**EXERCISE OBJECTIVE**. Return every record exactly as written.

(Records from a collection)
━━━━━━━━━━━━━━━━━━━━

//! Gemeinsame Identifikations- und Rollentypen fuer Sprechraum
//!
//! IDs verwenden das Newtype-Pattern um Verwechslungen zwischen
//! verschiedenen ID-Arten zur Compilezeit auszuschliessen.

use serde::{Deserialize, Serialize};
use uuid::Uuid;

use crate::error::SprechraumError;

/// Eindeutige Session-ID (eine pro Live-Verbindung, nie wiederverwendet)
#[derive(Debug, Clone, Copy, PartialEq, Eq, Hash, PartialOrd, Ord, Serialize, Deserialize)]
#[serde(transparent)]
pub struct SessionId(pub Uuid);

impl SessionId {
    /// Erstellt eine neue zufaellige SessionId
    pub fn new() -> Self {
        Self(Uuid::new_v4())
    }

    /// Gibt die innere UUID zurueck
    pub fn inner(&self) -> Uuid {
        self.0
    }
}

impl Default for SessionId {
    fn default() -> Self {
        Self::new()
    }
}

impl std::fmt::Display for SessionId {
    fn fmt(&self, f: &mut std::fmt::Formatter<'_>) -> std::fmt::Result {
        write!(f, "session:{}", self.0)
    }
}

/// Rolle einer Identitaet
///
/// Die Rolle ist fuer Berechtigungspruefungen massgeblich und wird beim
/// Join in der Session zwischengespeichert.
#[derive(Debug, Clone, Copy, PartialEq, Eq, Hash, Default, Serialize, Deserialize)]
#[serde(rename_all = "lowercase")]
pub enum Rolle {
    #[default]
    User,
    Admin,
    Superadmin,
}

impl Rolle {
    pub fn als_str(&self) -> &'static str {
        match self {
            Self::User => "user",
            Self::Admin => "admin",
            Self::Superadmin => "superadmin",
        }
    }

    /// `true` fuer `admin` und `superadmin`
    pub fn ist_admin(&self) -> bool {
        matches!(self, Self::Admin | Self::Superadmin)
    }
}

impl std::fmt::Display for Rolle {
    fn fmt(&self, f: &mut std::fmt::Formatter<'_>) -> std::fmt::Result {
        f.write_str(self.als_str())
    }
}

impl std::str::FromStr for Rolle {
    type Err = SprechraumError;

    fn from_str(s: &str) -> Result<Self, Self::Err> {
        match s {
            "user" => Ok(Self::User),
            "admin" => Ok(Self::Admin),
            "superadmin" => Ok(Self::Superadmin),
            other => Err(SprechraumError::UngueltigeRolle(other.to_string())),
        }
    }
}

━━━━━━━━━━━━━━━━━━━━

**PROBLEM SOLUTION**.
//! Gemeinsame Identifikations- und Rollentypen fuer Sprechraum
//!
//! IDs verwenden das Newtype-Pattern um Verwechslungen zwischen
//! verschiedenen ID-Arten zur Compilezeit auszuschliessen.

use serde::{Deserialize, Serialize};
use uuid::Uuid;

use crate::error::SprechraumError;

/// Eindeutige Session-ID (eine pro Live-Verbindung, nie wiederverwendet)
#[derive(Debug, Clone, Copy, PartialEq, Eq, Hash, PartialOrd, Ord, Serialize, Deserialize)]
#[serde(transparent)]
pub struct SessionId(pub Uuid);

impl SessionId {
    /// Erstellt eine neue zufaellige SessionId
    pub fn new() -> Self {
        Self(Uuid::new_v4())
    }

    /// Gibt die innere UUID zurueck
    pub fn inner(&self) -> Uuid {
        self.0
    }
}

impl Default for SessionId {
    fn default() -> Self {
        Self::new()
    }
}

impl std::fmt::Display for SessionId {
    fn fmt(&self, f: &mut std::fmt::Formatter<'_>) -> std::fmt::Result {
        write!(f, "session:{}", self.0)
    }
}

/// Rolle einer Identitaet
///
/// Die Rolle ist fuer Berechtigungspruefungen massgeblich und wird beim
/// Join in der Session zwischengespeichert.
#[derive(Debug, Clone, Copy, PartialEq, Eq, Hash, Default, Serialize, Deserialize)]
#[serde(rename_all = "lowercase")]
pub enum Rolle {
    #[default]
    User,
    Admin,
    Superadmin,
}

impl Rolle {
    pub fn als_str(&self) -> &'static str {
        match self {
            Self::User => "user",
            Self::Admin => "admin",
            Self::Superadmin => "superadmin",
        }
    }

    /// `true` fuer `admin` und `superadmin`
    pub fn ist_admin(&self) -> bool {
        matches!(self, Self::Admin | Self::Superadmin)
    }
}

impl std::fmt::Display for Rolle {
    fn fmt(&self, f: &mut std::fmt::Formatter<'_>) -> std::fmt::Result {
        f.write_str(self.als_str())
    }
}

impl std::str::FromStr for Rolle {
    type Err = SprechraumError;

    fn from_str(s: &str) -> Result<Self, Self::Err> {
        match s {
            "user" => Ok(Self::User),
            "admin" => Ok(Self::Admin),
            "superadmin" => Ok(Self::Superadmin),
            other => Err(SprechraumError::UngueltigeRolle(other.to_string())),
        }
    }
}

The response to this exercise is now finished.